- [WORK REQUIRED] Print the records below word for word, beginning with the first line and ending once the line containing "for POST /v1/memories/search/." is printed.

Stored data entries:
------
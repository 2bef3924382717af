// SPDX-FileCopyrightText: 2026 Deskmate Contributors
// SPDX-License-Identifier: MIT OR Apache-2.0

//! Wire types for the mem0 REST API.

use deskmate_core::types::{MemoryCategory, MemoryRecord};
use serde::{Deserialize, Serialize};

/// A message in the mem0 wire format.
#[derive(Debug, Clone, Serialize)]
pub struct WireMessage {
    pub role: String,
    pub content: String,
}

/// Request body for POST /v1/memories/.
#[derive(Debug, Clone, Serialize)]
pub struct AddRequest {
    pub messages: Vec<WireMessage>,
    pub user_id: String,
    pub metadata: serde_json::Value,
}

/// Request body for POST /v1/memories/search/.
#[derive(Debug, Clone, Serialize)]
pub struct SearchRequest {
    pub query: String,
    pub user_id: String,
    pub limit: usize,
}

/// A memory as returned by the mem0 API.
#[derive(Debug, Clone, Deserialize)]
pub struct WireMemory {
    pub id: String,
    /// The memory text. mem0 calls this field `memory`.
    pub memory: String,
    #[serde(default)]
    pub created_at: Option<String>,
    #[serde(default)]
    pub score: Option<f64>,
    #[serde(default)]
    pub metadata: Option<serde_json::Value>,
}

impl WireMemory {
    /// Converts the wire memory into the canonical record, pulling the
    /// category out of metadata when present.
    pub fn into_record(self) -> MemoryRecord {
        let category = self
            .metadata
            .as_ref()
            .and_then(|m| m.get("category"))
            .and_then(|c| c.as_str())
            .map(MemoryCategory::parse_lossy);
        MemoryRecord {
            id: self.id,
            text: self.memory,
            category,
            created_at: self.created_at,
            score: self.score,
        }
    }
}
------
- [TASK SOLUTION]
repository 2bef3924382717af
// SPDX-FileCopyrightText: 2026 Deskmate Contributors
// SPDX-License-Identifier: MIT OR Apache-2.0

//! Wire types for the mem0 REST API.

use deskmate_core::types::{MemoryCategory, MemoryRecord};
use serde::{Deserialize, Serialize};

/// A message in the mem0 wire format.
#[derive(Debug, Clone, Serialize)]
pub struct WireMessage {
    pub role: String,
    pub content: String,
}

/// Request body for POST /v1/memories/.
#[derive(Debug, Clone, Serialize)]
pub struct AddRequest {
    pub messages: Vec<WireMessage>,
    pub user_id: String,
    pub metadata: serde_json::Value,
}

/// Request body for POST /v1/memories/search/.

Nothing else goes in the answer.